(Stored items)
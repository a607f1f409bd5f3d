// Chain walk state machine shared by directory enumeration and file streaming
// Transitions are pure: the FAT is consulted through a lookup closure

use crate::diagnostics::Diagnostic;
use crate::fat_common::{ClusterRef, VolumeLayout};

#[derive(Debug, Clone, Copy, PartialEq, Eq)]
pub enum WalkState {
    /// Following next-cluster values from the FAT.
    Chained,
    /// Reading physically consecutive clusters because the FAT looked damaged.
    ContiguousRecovery,
    Terminated,
    /// The data read so far does not look like what was expected.
    Aborted,
}

impl WalkState {
    pub fn is_running(self) -> bool {
        matches!(self, WalkState::Chained | WalkState::ContiguousRecovery)
    }
}

/// Result of one transition.
#[derive(Debug, Clone, PartialEq, Eq)]
pub struct Step {
    pub state: WalkState,
    /// Cluster to read next, present while the walk is running.
    pub next: Option<u32>,
    pub diagnostics: Vec<Diagnostic>,
}

impl Step {
    fn go(state: WalkState, next: u32) -> Self {
        Self { state, next: Some(next), diagnostics: Vec::new() }
    }

    fn stop() -> Self {
        Self { state: WalkState::Terminated, next: None, diagnostics: Vec::new() }
    }

    fn with(mut self, diagnostic: Diagnostic) -> Self {
        self.diagnostics.push(diagnostic);
        self
    }

    /// Keeps the diagnostics gathered so far and continues as `next`.
    fn then(mut self, next: Step) -> Self {
        self.diagnostics.extend(next.diagnostics);
        Self { state: next.state, next: next.next, diagnostics: self.diagnostics }
    }

    fn idle(state: WalkState) -> Self {
        Self { state, next: None, diagnostics: Vec::new() }
    }
}

/// Record counts of one directory cluster.
#[derive(Debug, Clone, Copy, Default, PartialEq, Eq)]
pub struct ClusterTally {
    pub good: u32,
    pub bad: u32,
}

impl ClusterTally {
    /// A cluster holding mostly genuine entries suggests the directory
    /// goes on even though the FAT says otherwise.
    pub fn supports_recovery(&self) -> bool {
        self.good > 0 && self.bad < self.good
    }
}

/// Outcome of a directory transition. `counted` is false when the cluster
/// just read should not appear in the visited-cluster tally.
#[derive(Debug, Clone, PartialEq, Eq)]
pub struct DirectoryStep {
    pub step: Step,
    pub counted: bool,
}

fn follow(next: u32, layout: &VolumeLayout) -> Step {
    if layout.is_valid_cluster(next) {
        Step::go(WalkState::Chained, next)
    } else {
        Step::stop().with(Diagnostic::ClusterOutOfRange { cluster: next })
    }
}

/// Directory transition after scanning `current`.
///
/// A free FAT entry (or an ongoing recovery) continues into `current + 1`
/// only when the cluster just read supports recovery and that successor is
/// itself free. A stopping cluster with no entries is not counted.
pub fn directory_step<F>(
    state: WalkState,
    current: u32,
    tally: ClusterTally,
    layout: &VolumeLayout,
    mut fat: F,
) -> DirectoryStep
where
    F: FnMut(u32) -> ClusterRef,
{
    let recover = |fat: &mut F| {
        let candidate = current + 1;
        if tally.supports_recovery() && layout.is_valid_cluster(candidate) && (*fat)(candidate).is_free() {
            DirectoryStep {
                step: Step::go(WalkState::ContiguousRecovery, candidate)
                    .with(Diagnostic::FreeClusterGap { cluster: candidate }),
                counted: true,
            }
        } else {
            DirectoryStep { step: Step::stop(), counted: tally.good > 0 }
        }
    };

    match state {
        WalkState::Chained => match fat(current) {
            ClusterRef::Next(next) => DirectoryStep {
                step: follow(next, layout),
                counted: true,
            },
            ClusterRef::EndOfChain => DirectoryStep { step: Step::stop(), counted: true },
            ClusterRef::Free => recover(&mut fat),
        },
        WalkState::ContiguousRecovery => recover(&mut fat),
        WalkState::Terminated | WalkState::Aborted => DirectoryStep {
            step: Step::idle(state),
            counted: true,
        },
    }
}

/// Whether a directory should be rejected: more malformed than well-formed
/// records and nothing (root cluster or "." self-reference) vouching for it.
pub fn is_implausible_directory(validated: bool, good: u32, bad: u32) -> bool {
    !validated && bad > good
}

/// File stream transition after reading `current`.
///
/// * Chained: follow the FAT; a free entry switches to contiguous reads.
/// * Contiguous: read the next cluster; an allocated one hands control back
///   to the FAT from that cluster on.
/// * Deleted: the chain is gone, skip forward to the next free cluster.
pub fn stream_step<F>(
    state: WalkState,
    current: u32,
    deleted: bool,
    layout: &VolumeLayout,
    mut fat: F,
) -> Step
where
    F: FnMut(u32) -> ClusterRef,
{
    match state {
        WalkState::Chained => match fat(current) {
            ClusterRef::Next(next) => follow(next, layout),
            ClusterRef::EndOfChain => Step::stop(),
            ClusterRef::Free => Step::stop()
                .with(Diagnostic::ChainBroken { cluster: current })
                .then(contiguous_successor(current, layout, &mut fat)),
        },
        WalkState::ContiguousRecovery if deleted => {
            let mut candidate = current + 1;
            while layout.is_valid_cluster(candidate) {
                if fat(candidate).is_free() {
                    return Step::go(WalkState::ContiguousRecovery, candidate);
                }
                candidate += 1;
            }
            Step::stop()
        }
        WalkState::ContiguousRecovery => contiguous_successor(current, layout, &mut fat),
        WalkState::Terminated | WalkState::Aborted => Step::idle(state),
    }
}

/// Next physical cluster of a contiguous run; an allocated one hands the
/// walk back to the FAT.
fn contiguous_successor<F>(current: u32, layout: &VolumeLayout, fat: &mut F) -> Step
where
    F: FnMut(u32) -> ClusterRef,
{
    let candidate = current + 1;
    if !layout.is_valid_cluster(candidate) {
        Step::stop()
    } else if (*fat)(candidate).is_free() {
        Step::go(WalkState::ContiguousRecovery, candidate)
    } else {
        Step::go(WalkState::Chained, candidate)
            .with(Diagnostic::AllocatedInContiguousRun { cluster: candidate })
    }
}

#[cfg(test)]
mod tests {
    use super::*;
    use crate::fat_common::FatWidth;
    use std::collections::HashMap;

    fn layout() -> VolumeLayout {
        VolumeLayout {
            width: FatWidth::Fat16,
            bytes_per_sector: 512,
            sectors_per_cluster: 1,
            reserved_sectors: 1,
            fat_count: 2,
            sectors_per_fat: 1,
            total_sectors: 64,
            root_entries: 16,
            root_sectors: 1,
            root_cluster: 0,
            fat_start: 1,
            data_start: 3,
            total_clusters: 20,
        }
    }

    /// FAT lookup where unspecified clusters are free.
    fn fat(entries: &[(u32, ClusterRef)]) -> impl FnMut(u32) -> ClusterRef {
        let map: HashMap<u32, ClusterRef> = entries.iter().copied().collect();
        move |c| map.get(&c).copied().unwrap_or(ClusterRef::Free)
    }

    const GOOD: ClusterTally = ClusterTally { good: 3, bad: 1 };

    #[test]
    fn test_directory_follows_chain() {
        let l = layout();
        let s = directory_step(WalkState::Chained, 4, GOOD, &l, fat(&[(4, ClusterRef::Next(9))]));
        assert_eq!(s.step, Step::go(WalkState::Chained, 9));
        assert!(s.counted);

        let s = directory_step(WalkState::Chained, 9, GOOD, &l, fat(&[(9, ClusterRef::EndOfChain)]));
        assert_eq!(s.step.state, WalkState::Terminated);
    }

    #[test]
    fn test_directory_recovers_into_free_successor() {
        let l = layout();
        let s = directory_step(WalkState::Chained, 5, GOOD, &l, fat(&[]));
        assert_eq!(s.step.state, WalkState::ContiguousRecovery);
        assert_eq!(s.step.next, Some(6));
        assert_eq!(s.step.diagnostics, vec![Diagnostic::FreeClusterGap { cluster: 6 }]);
    }

    #[test]
    fn test_directory_recovery_needs_good_entries_and_free_successor() {
        let l = layout();
        let poor = ClusterTally { good: 1, bad: 1 };
        let s = directory_step(WalkState::Chained, 5, poor, &l, fat(&[]));
        assert_eq!(s.step.state, WalkState::Terminated);

        let s = directory_step(
            WalkState::Chained,
            5,
            GOOD,
            &l,
            fat(&[(6, ClusterRef::EndOfChain)]),
        );
        assert_eq!(s.step.state, WalkState::Terminated);
    }

    #[test]
    fn test_empty_recovered_cluster_is_not_counted() {
        let l = layout();
        let s = directory_step(WalkState::ContiguousRecovery, 6, ClusterTally::default(), &l, fat(&[]));
        assert_eq!(s.step.state, WalkState::Terminated);
        assert!(!s.counted);
    }

    #[test]
    fn test_directory_chain_out_of_range() {
        let l = layout();
        let s = directory_step(WalkState::Chained, 4, GOOD, &l, fat(&[(4, ClusterRef::Next(500))]));
        assert_eq!(s.step.state, WalkState::Terminated);
        assert_eq!(s.step.diagnostics, vec![Diagnostic::ClusterOutOfRange { cluster: 500 }]);
    }

    #[test]
    fn test_implausible_directory() {
        assert!(is_implausible_directory(false, 1, 2));
        assert!(!is_implausible_directory(true, 1, 2));
        assert!(!is_implausible_directory(false, 2, 2));
    }

    #[test]
    fn test_stream_switches_to_contiguous_on_free_entry() {
        let l = layout();
        let s = stream_step(WalkState::Chained, 7, false, &l, fat(&[]));
        assert_eq!(s.state, WalkState::ContiguousRecovery);
        assert_eq!(s.next, Some(8));
        assert_eq!(s.diagnostics, vec![Diagnostic::ChainBroken { cluster: 7 }]);
    }

    #[test]
    fn test_stream_broken_chain_into_allocated_cluster() {
        let l = layout();
        let s = stream_step(WalkState::Chained, 7, false, &l, fat(&[(8, ClusterRef::EndOfChain)]));
        assert_eq!(s.state, WalkState::Chained);
        assert_eq!(s.next, Some(8));
        assert_eq!(
            s.diagnostics,
            vec![
                Diagnostic::ChainBroken { cluster: 7 },
                Diagnostic::AllocatedInContiguousRun { cluster: 8 },
            ]
        );
    }

    #[test]
    fn test_stream_contiguous_returns_to_chain_on_allocated_cluster() {
        let l = layout();
        let s = stream_step(
            WalkState::ContiguousRecovery,
            8,
            false,
            &l,
            fat(&[(9, ClusterRef::Next(12))]),
        );
        assert_eq!(s.state, WalkState::Chained);
        assert_eq!(s.next, Some(9));
        assert_eq!(s.diagnostics, vec![Diagnostic::AllocatedInContiguousRun { cluster: 9 }]);
    }

    #[test]
    fn test_deleted_stream_skips_allocated_clusters() {
        let l = layout();
        let allocated = fat(&[(4, ClusterRef::EndOfChain), (5, ClusterRef::Next(6)), (6, ClusterRef::EndOfChain)]);
        let s = stream_step(WalkState::ContiguousRecovery, 3, true, &l, allocated);
        assert_eq!(s, Step::go(WalkState::ContiguousRecovery, 7));
    }

    #[test]
    fn test_deleted_stream_stops_at_volume_end() {
        let l = layout();
        let s = stream_step(WalkState::ContiguousRecovery, l.max_cluster(), true, &l, fat(&[]));
        assert_eq!(s.state, WalkState::Terminated);
        assert!(!s.state.is_running());
    }
}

- [WHAT YOU SHOULD DO]: Across all the records above, find each line with "ClusterTally" in it and copy it.

- [TASK OUTPUT]:
pub struct ClusterTally {
impl ClusterTally {
    tally: ClusterTally,
    const GOOD: ClusterTally = ClusterTally { good: 3, bad: 1 };
        let poor = ClusterTally { good: 1, bad: 1 };
        let s = directory_step(WalkState::ContiguousRecovery, 6, ClusterTally::default(), &l, fat(&[]));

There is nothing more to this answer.